Das von uns vorgeschlagene Hirnwaschprogramm arbeitet in zwei Stufen. In der ersten Stufe („Vorwäsche“) werden einfache Wörter, Flüche, Redewendungen analysiert, die häufig erst auf den zweiten Blick ihre religiöse Herkunft verraten. Hier erfährt man u.a. warum im christlichen Kulturkreis angeblich „alles Gute von oben kommt“, warum insbesondere süddeutsche Artgenossen im Ärger zur „Kreuzigung der Türken“ aufrufen („Kruzitürken!“) und weshalb „Gott immer bei den stärksten Bataillonen ist“ („Heiliges Kanonenrohr!“).

Nach diesen eher leichten Vorübungen geht es in der zweiten Stufe ans Eingemachte („Hauptwaschgang“), um komplexe Begriffe wie Schuld, Sexualität, Willensfreiheit usw. Diese Begriffe sind selbst in säkular sich dünkenden Köpfen von religiösen Konzepten überlagert. Es ist Aufgabe dieses Teils, die religiösen Denkmuster zu identifizieren und sie in pointierter Form einer wissenschaftlichen und humanistischen Denkungsart gegenüberzustellen.

Im Unterschied zu vielen anderen Lexika gibt diese Enzyklopädie nicht vor, weltanschaulich neutral zu sein. Selbstverständlich haben wir uns bemüht, Fakten unverzerrt zu präsentieren. Die Beurteilung dieser Fakten jedoch erfolgt aus einer dezidiert freigeistigen, humanistischen Perspektive: Wir sind der festen Überzeu-gung, dass alle Menschen gleichberechtigt und frei sein sollten in ihrem Streben, ihre Vorstellungen vom gutem Leben im Diesseits zu realisieren. Meme, die gegen diesen Grundsatz verstoßen, sollten weder im Leben noch in einer „fröhlichen Wissenschaft“, wie wir sie betreiben möchten, Ernst genommen werden. Wir sollten über sie lachen wie über einen tollpatschigen Zirkus-Clown – und nicht in heiliger Ehrfurcht vor ihnen erstarren.

Nach der Lektüre dieses Buches sollten Sie, verehrter Leser, weniger als je zuvor in der Lage sein, in Demut (= Mutlosigkeit“) dem persönlichkeitsgestörten (= dreifaltigen) imaginären Alphamännchen (= Gott) des Christentums zu dienen.
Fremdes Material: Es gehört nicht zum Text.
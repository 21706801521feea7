//! Per-node attribute and child checks

use crate::manifest::diagnostics::{Diagnostic, Finding};
use crate::manifest::grammar::{AttributeRules, ChildMode, ChildRules, Grammar};
use crate::manifest::xml::XmlElement;

/// Flag attributes of `node` not allowed by `ruleset`
pub fn check_attributes(node: &XmlElement, ruleset: &str, grammar: &Grammar) -> Vec<Diagnostic> {
    let unknown = |attribute: &str| {
        Diagnostic::notice(Finding::UnknownAttribute {
            node: node.name.clone(),
            attribute: attribute.to_string(),
        })
    };

    match grammar.attribute_rules(ruleset) {
        None => node.attributes.iter().map(|(name, _)| unknown(name)).collect(),
        Some(AttributeRules::Any) => Vec::new(),
        Some(rules) => node
            .attributes
            .iter()
            .filter(|(name, _)| !rules.allows(name))
            .map(|(name, _)| unknown(name))
            .collect(),
    }
}

/// Multiplicity, unknown-child and empty-child checks for the children of `node`
pub fn check_children(node: &XmlElement, ruleset: &str, grammar: &Grammar) -> Vec<Diagnostic> {
    let rules = match grammar.child_rules(ruleset) {
        None => {
            if node.children.is_empty() {
                return Vec::new();
            }
            return vec![Diagnostic::notice(Finding::UnknownChildren {
                node: node.name.clone(),
            })];
        }
        Some(rules) => rules,
    };
    let ChildRules::Declared(declared) = rules else {
        return Vec::new();
    };

    let mut diagnostics = Vec::new();
    let multiple = |child: &str| Finding::MultipleFound {
        node: node.name.clone(),
        child: child.to_string(),
    };

    for rule in declared {
        let child = rule.key.element.as_str();
        let count = node.count_children(child);
        match rule.mode {
            ChildMode::RequiredSingle if count == 0 => {
                diagnostics.push(Diagnostic::error(Finding::MissingRequired {
                    node: node.name.clone(),
                    child: child.to_string(),
                }));
            }
            ChildMode::RequiredSingle if count > 1 => {
                diagnostics.push(Diagnostic::error(multiple(child)));
            }
            ChildMode::RecommendedSingle if count == 0 => {
                diagnostics.push(Diagnostic::notice(Finding::MissingOptional {
                    node: node.name.clone(),
                    child: child.to_string(),
                }));
            }
            ChildMode::RecommendedSingle if count > 1 => {
                diagnostics.push(Diagnostic::warning(multiple(child)));
            }
            _ => {}
        }
    }

    for child in distinct_child_names(node) {
        match rules.resolve(child) {
            None => diagnostics.push(Diagnostic::notice(Finding::UnknownChild {
                node: node.name.clone(),
                child: child.to_string(),
            })),
            Some(rule) if rule.mode == ChildMode::OptionalSingle && node.count_children(child) > 1 => {
                diagnostics.push(Diagnostic::error(multiple(child)));
            }
            Some(_) => {}
        }
    }

    diagnostics.extend(
        node.children
            .iter()
            .filter(|child| child.is_empty())
            .map(|child| {
                Diagnostic::notice(Finding::EmptyChild {
                    child: child.name.clone(),
                })
            }),
    );

    diagnostics
}

/// Child element names in order of first appearance
fn distinct_child_names(node: &XmlElement) -> Vec<&str> {
    let mut names: Vec<&str> = Vec::new();
    for child in &node.children {
        if !names.contains(&child.name.as_str()) {
            names.push(&child.name);
        }
    }
    names
}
Sie werden wahrscheinlich auch keinen großen Geschmack mehr daran finden, „die Kirche im Dorf zu lassen“, geschweige denn in Ihrem eigenen Kopf!

Legen wir also die letzten Reste des christlichen „Eiapopeias“ (Heinrich Heine) ab wie einen alten, abgewetzten Mantel! Der sog. „Heilige Geist“ hat sich in 2000 Jahren Christentum als unüberbietbar geistlos erwiesen. Vertrauen wir statt seiner auf die menschliche Vernunft, auf Humor, Solidarität und Liebe – und als Urquell dessen: auf ein Hirn, „das sich gewaschen hat“.